Lorraine Pascale | 2 mins

INTRODUCTION

I fell in Love with baking at an early age, although I’m not sure if it was baking that I loved at first, or the joy of eating raw dough before it hit the oven! Growing up with the nickname Hollow Legs, I have always loved to eat, and would consume copious amounts of food whenever and wherever possible. My anticipation of visiting friends was based purely on how much there would be to eat – whether it was egg sandwiches followed by shortbread biscuits at Tracey’s house, or digestive biscuits and squashed fly biscuits at Tammy’s house. Sometimes, it would be chocolate digestive biscuits at home. I would hold up the chocolate biscuits as close as I could to the two-bar electric heater in the corner of the living room, chocolate side facing the orange glowing bars. My trick was to hold it there for as long as possible, until the chocolate started going shiny and sliding down the biscuit, and then to blow on it gently and slowly lick the chocolate off, being sure to catch any on my fingers. Finally, creeping into the kitchen, I would throw the naked biscuit in the bin under rubbish so I wouldn’t be found out, reach into the tin for another chocolate-covered beauty, and start all over again!

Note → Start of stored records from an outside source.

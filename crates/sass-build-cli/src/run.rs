//! One action run: compile, resolve the destination, write.
//!
//! The stages run in a fixed order and the first failure aborts the run:
//! 1. **Compile**: hand the options to the stylesheet compiler
//! 2. **Resolve**: classify the requested destination and pick the final path
//! 3. **Write**: store the CSS at the final path

use std::path::{Path, PathBuf};
use std::time::Instant;

use anyhow::{Context, Result};
use tracing::{info, info_span, warn};

use sass_build_core::{
    ActionConfig, ConfigBuilder, DestinationResolver, OutputFs, RawInputs, StylesheetCompiler,
};

/// What a successful run did.
#[derive(Debug, Clone, PartialEq, Eq)]
pub struct RunOutcome {
    pub final_path: PathBuf,
    pub warning: Option<String>,
    pub bytes_written: usize,
}

/// Validate inputs into the run configuration.
pub fn prepare(inputs: &RawInputs) -> Result<ActionConfig> {
    ConfigBuilder::build_action(inputs).context("read action inputs")
}

/// Compile and write according to an already validated configuration.
pub fn execute<C, F>(config: &ActionConfig, compiler: &C, fs: &F) -> Result<RunOutcome>
where
    C: StylesheetCompiler + ?Sized,
    F: OutputFs + ?Sized,
{
    let source = Path::new(&config.options.source_file);
    let span = info_span!("run", source = %source.display());
    let _guard = span.enter();
    let started = Instant::now();

    let output = compiler
        .compile(&config.options)
        .with_context(|| format!("compile {}", source.display()))?;
    info!(bytes = output.css.len(), "compiled stylesheet");

    let requested = Path::new(&config.destination);
    let kind = fs.stat(requested).context("inspect destination")?;
    let plan = DestinationResolver::resolve(requested, source, kind);
    if let Some(warning) = &plan.warning {
        warn!("{warning}");
    }

    fs.write(&plan.final_path, &output.css)
        .context("write compiled css")?;
    info!(
        path = %plan.final_path.display(),
        elapsed_ms = started.elapsed().as_millis() as u64,
        "wrote css"
    );

    Ok(RunOutcome {
        final_path: plan.final_path,
        warning: plan.warning,
        bytes_written: output.css.len(),
    })
}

It was during my first year of school that I realized I could actually bake myself. When I was five years old, my beautiful primary school teacher Mrs Tutton announced that we would have a baking day at school. She gave us a list of the ingredients we’d need to bring along, weighed out in a tin. I remember skipping home as fast as I could and waiting patiently for my mum to wake up from her sleep after working nights. Pacing up and down with excitement, I decided to take the matter into my own hands, and started weighing the ingredients. Soon I was covered in flour, icing sugar, jam and butter, and the kitchen was turned inside out. My mother came thundering down the stairs at the cacophony ... needless to say, things did not end well and I was sent upstairs in a floury, blubbering mess after being reprimanded for waking her up and making the kitchen look as if little elves had thrown a baking party!

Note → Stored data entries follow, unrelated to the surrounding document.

//! Logging infrastructure using `tracing` and `tracing-subscriber`.
//!
//! # Log Levels
//!
//! - `error`: fatal failures before exit
//! - `warn`: destination rewrites, unsupported compiler options
//! - `info`: run stages
//! - `debug`: per-input coercion decisions
//!
//! # Usage
//!
//! ```ignore
//! use sass_build_cli::logging::{init_logging, LogConfig};
//!
//! init_logging(&LogConfig::default()).expect("init logging");
//! ```

use std::fs::OpenOptions;
use std::io::{self, Write};
use std::path::PathBuf;
use std::sync::{Arc, Mutex};

use tracing::level_filters::LevelFilter;
use tracing_subscriber::{
    EnvFilter,
    fmt::{self, MakeWriter},
    layer::SubscriberExt,
    util::SubscriberInitExt,
};

/// Configuration for logging behavior.
#[derive(Debug, Clone)]
pub struct LogConfig {
    /// Maximum level emitted when `RUST_LOG` is not consulted.
    pub level_filter: LevelFilter,
    /// Let `RUST_LOG` override `level_filter`.
    pub use_env_filter: bool,
    /// Whether to use ANSI colors in output.
    pub with_ansi: bool,
    /// Output format.
    pub format: LogFormat,
    /// Optional log file path. When set, logs are appended to the file.
    pub log_file: Option<PathBuf>,
}

/// Log output format.
#[derive(Debug, Clone, Copy, Default, PartialEq, Eq)]
pub enum LogFormat {
    /// Human-readable format with colors.
    #[default]
    Pretty,
    /// Compact single-line format.
    Compact,
    /// JSON format for machine parsing.
    Json,
}

impl Default for LogConfig {
    fn default() -> Self {
        Self {
            level_filter: LevelFilter::WARN,
            use_env_filter: true,
            with_ansi: true,
            format: LogFormat::default(),
            log_file: None,
        }
    }
}

/// Initialize the global tracing subscriber with the given configuration.
///
/// This should be called once at application startup.
///
/// # Errors
///
/// Returns an error if the log file cannot be opened.
///
/// # Panics
///
/// Panics if called more than once.
pub fn init_logging(config: &LogConfig) -> io::Result<()> {
    if let Some(path) = &config.log_file {
        let file = OpenOptions::new().create(true).append(true).open(path)?;
        init_logging_with_writer(config, SharedFileWriter::new(file));
    } else {
        init_logging_with_writer(config, io::stderr);
    }
    Ok(())
}

/// Initialize logging with a custom writer.
pub fn init_logging_with_writer<W>(config: &LogConfig, writer: W)
where
    W: for<'writer> MakeWriter<'writer> + Send + Sync + 'static,
{
    let filter = build_env_filter(config);

    // Runner logs carry their own timestamps.
    match config.format {
        LogFormat::Json => {
            let layer = fmt::layer()
                .json()
                .with_writer(writer)
                .with_target(false);

            tracing_subscriber::registry()
                .with(filter)
                .with(layer)
                .init();
        }
        LogFormat::Compact => {
            let layer = fmt::layer()
                .compact()
                .with_writer(writer)
                .with_ansi(config.with_ansi)
                .with_target(false)
                .without_time();

            tracing_subscriber::registry()
                .with(filter)
                .with(layer)
                .init();
        }
        LogFormat::Pretty => {
            let layer = fmt::layer()
                .with_writer(writer)
                .with_ansi(config.with_ansi)
                .with_target(false)
                .without_time();

            tracing_subscriber::registry()
                .with(filter)
                .with(layer)
                .init();
        }
    }
}

#[derive(Clone)]
struct SharedFileWriter {
    file: Arc<Mutex<std::fs::File>>,
}

impl SharedFileWriter {
    fn new(file: std::fs::File) -> Self {
        Self {
            file: Arc::new(Mutex::new(file)),
        }
    }
}

struct SharedFileGuard {
    file: Arc<Mutex<std::fs::File>>,
}

impl Write for SharedFileGuard {
    fn write(&mut self, buf: &[u8]) -> io::Result<usize> {
        let mut guard = self
            .file
            .lock()
            .map_err(|_| io::Error::other("log file lock poisoned"))?;
        guard.write(buf)
    }

    fn flush(&mut self) -> io::Result<()> {
        let mut guard = self
            .file
            .lock()
            .map_err(|_| io::Error::other("log file lock poisoned"))?;
        guard.flush()
    }
}

impl<'a> MakeWriter<'a> for SharedFileWriter {
    type Writer = SharedFileGuard;

    fn make_writer(&'a self) -> Self::Writer {
        SharedFileGuard {
            file: Arc::clone(&self.file),
        }
    }
}

/// Default directive list for a level: our crates at `level`, everything else
/// no noisier than warn.
fn default_directives(level: LevelFilter) -> String {
    let level = level.to_string().to_lowercase();
    let external = if level == "off" || level == "error" {
        level.as_str()
    } else {
        "warn"
    };
    format!("{external},sass_build_cli={level},sass_build_core={level}")
}

fn build_env_filter(config: &LogConfig) -> EnvFilter {
    let fallback = || EnvFilter::new(default_directives(config.level_filter));
    if config.use_env_filter {
        EnvFilter::try_from_default_env().unwrap_or_else(|_| fallback())
    } else {
        fallback()
    }
}

#[cfg(test)]
mod tests {
    use super::*;

    #[derive(Clone, Default)]
    struct Captured(Arc<Mutex<Vec<u8>>>);

    impl Write for Captured {
        fn write(&mut self, buf: &[u8]) -> io::Result<usize> {
            self.0.lock().unwrap().extend_from_slice(buf);
            Ok(buf.len())
        }

        fn flush(&mut self) -> io::Result<()> {
            Ok(())
        }
    }

    impl<'a> MakeWriter<'a> for Captured {
        type Writer = Captured;

        fn make_writer(&'a self) -> Self::Writer {
            self.clone()
        }
    }

    // Installs the global subscriber; keep it the only test that does.
    #[test]
    fn lines_start_with_the_level() {
        let captured = Captured::default();
        let config = LogConfig {
            use_env_filter: false,
            with_ansi: false,
            format: LogFormat::Compact,
            ..LogConfig::default()
        };
        init_logging_with_writer(&config, captured.clone());

        tracing::warn!("destination rewritten");

        let output = String::from_utf8(captured.0.lock().unwrap().clone()).unwrap();
        let line = output.trim();
        assert!(line.starts_with("WARN"), "{line}");
        assert!(line.ends_with("destination rewritten"), "{line}");
    }

    #[test]
    fn default_directives_keep_dependencies_quiet() {
        assert_eq!(
            default_directives(LevelFilter::DEBUG),
            "warn,sass_build_cli=debug,sass_build_core=debug"
        );
        assert_eq!(
            default_directives(LevelFilter::ERROR),
            "error,sass_build_cli=error,sass_build_core=error"
        );
    }
}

Despite the false start, the next day I headed to school with a battered old tin full of the ingredients, as happy as Larry. One of the most vivid moments of my childhood is carefully unwrapping each ingredient, putting it into the bowl and listening with much more interest than usual as we creamed, sieved, mixed and dolloped the ingredients into each other, onto the tray and into the oven. I licked the bowl clean and decided at that moment that baking was a very good thing to do.